What to do:
If a line in the following entries holds the string "BoardTooSmall", include it in the tally. State the total and nothing further.

Records provided:
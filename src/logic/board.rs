use std::fmt;

use rand::Rng;

use crate::data::{Board, HOME_REGION_SIZE, Tile, TileStatus};
use crate::model::server::EndReason;
use crate::model::{BoardParams, Pos, Side, TileState, TileView};

/// Upper bound on client-supplied board dimensions. Keeps `POST /create`
/// from requesting absurd tile allocations and keeps `height * width` far
/// away from usize overflow.
pub const MAX_BOARD_DIMENSION: usize = 256;

#[derive(Debug, Clone, Copy, PartialEq, Eq)]
pub enum ConfigError {
    BoardTooSmall { height: usize, width: usize },
    BoardTooLarge { height: usize, width: usize },
    TooManyMines { mines: usize, available: usize },
}

impl fmt::Display for ConfigError {
    fn fmt(&self, f: &mut fmt::Formatter<'_>) -> fmt::Result {
        match self {
            Self::BoardTooSmall { height, width } => write!(
                f,
                "board {height}x{width} is too small for two {HOME_REGION_SIZE}x{HOME_REGION_SIZE} home regions"
            ),
            Self::BoardTooLarge { height, width } => write!(
                f,
                "board {height}x{width} exceeds the maximum dimension of {MAX_BOARD_DIMENSION}"
            ),
            Self::TooManyMines { mines, available } => write!(
                f,
                "{mines} mines do not fit into {available} non-home tiles"
            ),
        }
    }
}

impl std::error::Error for ConfigError {}

#[derive(Debug, Clone, Copy, PartialEq, Eq)]
pub enum WinReason {
    MineTriggered,
    TerritoryMajority,
}

impl From<WinReason> for EndReason {
    fn from(reason: WinReason) -> Self {
        match reason {
            WinReason::MineTriggered => EndReason::MineTriggered,
            WinReason::TerritoryMajority => EndReason::TerritoryMajority,
        }
    }
}

#[derive(Debug, Clone, Copy, PartialEq, Eq)]
pub struct MatchResult {
    pub winner: Side,
    pub reason: WinReason,
}

/// Checks that the home regions fit on the board without touching and that
/// enough non-home tiles remain for the requested mine count.
pub fn validate_params(params: &BoardParams) -> Result<(), ConfigError> {
    let BoardParams {
        height,
        width,
        mines,
    } = *params;
    if height < 2 * HOME_REGION_SIZE || width < 2 * HOME_REGION_SIZE {
        return Err(ConfigError::BoardTooSmall { height, width });
    }
    // Checked before any multiplication so oversized requests can never
    // overflow the area computation below.
    if height > MAX_BOARD_DIMENSION || width > MAX_BOARD_DIMENSION {
        return Err(ConfigError::BoardTooLarge { height, width });
    }
    let available = height * width - 2 * HOME_REGION_SIZE * HOME_REGION_SIZE;
    if mines >= available {
        return Err(ConfigError::TooManyMines { mines, available });
    }
    Ok(())
}

impl Board {
    pub fn new(params: BoardParams) -> Result<Self, ConfigError> {
        validate_params(&params)?;

        let BoardParams {
            height,
            width,
            mines,
        } = params;
        let tiles = (0..height * width)
            .map(|index| Tile {
                row: index / width,
                col: index % width,
                has_mine: false,
                status: TileStatus::Hidden,
            })
            .collect();

        let mut board = Self {
            height,
            width,
            mines,
            revealed_blue: 0,
            revealed_red: 0,
            exploded_by: None,
            tiles,
        };
        board.place_mines(mines);
        Ok(board)
    }

    /// Rejection sampling: redraw on duplicates and on home-region hits.
    /// Terminates because `validate_params` guarantees spare capacity.
    fn place_mines(&mut self, mines: usize) {
        let mut rng = rand::rng();
        let mut placed = 0;
        while placed < mines {
            let pos = Pos {
                row: rng.random_range(0..self.height),
                col: rng.random_range(0..self.width),
            };
            if self.in_home_region(pos, Side::Blue) || self.in_home_region(pos, Side::Red) {
                continue;
            }
            let tile = &mut self.tiles[pos.row * self.width + pos.col];
            if tile.has_mine {
                continue;
            }
            tile.has_mine = true;
            placed += 1;
        }
    }

    fn tile(&self, pos: Pos) -> &Tile {
        &self.tiles[pos.row * self.width + pos.col]
    }

    pub fn contains(&self, pos: Pos) -> bool {
        pos.row < self.height && pos.col < self.width
    }

    pub fn status(&self, pos: Pos) -> TileStatus {
        self.tile(pos).status
    }

    /// Blue starts from the bottom-left corner, red from the top-right.
    pub fn home_tile(&self, side: Side) -> Pos {
        match side {
            Side::Blue => Pos {
                row: self.height - 1,
                col: 0,
            },
            Side::Red => Pos {
                row: 0,
                col: self.width - 1,
            },
        }
    }

    pub fn is_home_tile(&self, pos: Pos, side: Side) -> bool {
        pos == self.home_tile(side)
    }

    pub fn in_home_region(&self, pos: Pos, side: Side) -> bool {
        match side {
            Side::Blue => pos.row >= self.height - HOME_REGION_SIZE && pos.col < HOME_REGION_SIZE,
            Side::Red => pos.row < HOME_REGION_SIZE && pos.col >= self.width - HOME_REGION_SIZE,
        }
    }

    /// The up-to-8 orthogonally and diagonally adjacent positions that exist
    /// on the grid.
    pub fn neighbors(&self, pos: Pos) -> Vec<Pos> {
        let mut result = Vec::with_capacity(8);
        for d_row in -1i32..=1 {
            for d_col in -1i32..=1 {
                if d_row == 0 && d_col == 0 {
                    continue;
                }
                let row = pos.row as i32 + d_row;
                let col = pos.col as i32 + d_col;
                if row >= 0 && row < self.height as i32 && col >= 0 && col < self.width as i32 {
                    result.push(Pos {
                        row: row as usize,
                        col: col as usize,
                    });
                }
            }
        }
        result
    }

    /// Adjacency-claim rule: a side may only reveal its own home tile or a
    /// tile bordering territory it already owns.
    pub fn may_claim(&self, side: Side, pos: Pos) -> bool {
        self.is_home_tile(pos, side)
            || self
                .neighbors(pos)
                .iter()
                .any(|n| self.tile(*n).status == TileStatus::Revealed(side))
    }

    /// Reveals `target` for `side` and auto-expands through zero-mine
    /// neighborhoods with an explicit worklist (no recursion, so board size
    /// never threatens the stack). Tiles owned by the opponent are walls:
    /// they are no longer `Hidden` and are skipped, which is what produces
    /// the frontier between territories.
    pub fn reveal(&mut self, side: Side, target: Pos) {
        let mut worklist = vec![target];
        while let Some(pos) = worklist.pop() {
            let tile = &mut self.tiles[pos.row * self.width + pos.col];
            if tile.status != TileStatus::Hidden {
                continue;
            }
            if tile.has_mine {
                tile.status = TileStatus::Exploded;
                self.exploded_by = Some(side);
                // Only the requested tile can be a mine: expansion enqueues
                // tiles from zero-mine neighborhoods only.
                break;
            }
            tile.status = TileStatus::Revealed(side);
            match side {
                Side::Blue => self.revealed_blue += 1,
                Side::Red => self.revealed_red += 1,
            }
            let adjacent = self.neighbors(pos);
            if adjacent.iter().all(|n| !self.tile(*n).has_mine) {
                worklist.extend(
                    adjacent
                        .into_iter()
                        .filter(|n| self.tile(*n).status == TileStatus::Hidden),
                );
            }
        }
    }

    pub fn safe_tiles(&self) -> usize {
        self.height * self.width - self.mines
    }

    pub fn win_threshold(&self) -> usize {
        self.safe_tiles().div_ceil(2)
    }

    /// Win evaluator. A triggered mine beats everything; otherwise the first
    /// side to own a majority of the safe tiles wins. Derivable from board
    /// state alone, nothing is stored.
    pub fn evaluate(&self) -> Option<MatchResult> {
        if let Some(side) = self.exploded_by {
            return Some(MatchResult {
                winner: side.opponent(),
                reason: WinReason::MineTriggered,
            });
        }
        let threshold = self.win_threshold();
        if self.revealed_blue >= threshold {
            Some(MatchResult {
                winner: Side::Blue,
                reason: WinReason::TerritoryMajority,
            })
        } else if self.revealed_red >= threshold {
            Some(MatchResult {
                winner: Side::Red,
                reason: WinReason::TerritoryMajority,
            })
        } else {
            None
        }
    }

    pub fn snapshot(&self) -> Vec<Vec<TileView>> {
        self.tiles
            .chunks(self.width)
            .map(|row| row.iter().map(TileView::from).collect())
            .collect()
    }
}

impl From<&Tile> for TileView {
    fn from(tile: &Tile) -> Self {
        let status = match tile.status {
            TileStatus::Hidden => TileState::Hidden,
            TileStatus::Revealed(Side::Blue) => TileState::RevealedBlue,
            TileStatus::Revealed(Side::Red) => TileState::RevealedRed,
            TileStatus::Exploded => TileState::Mine,
        };
        Self {
            row: tile.row,
            col: tile.col,
            status,
        }
    }
}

Answer to the exercise:
3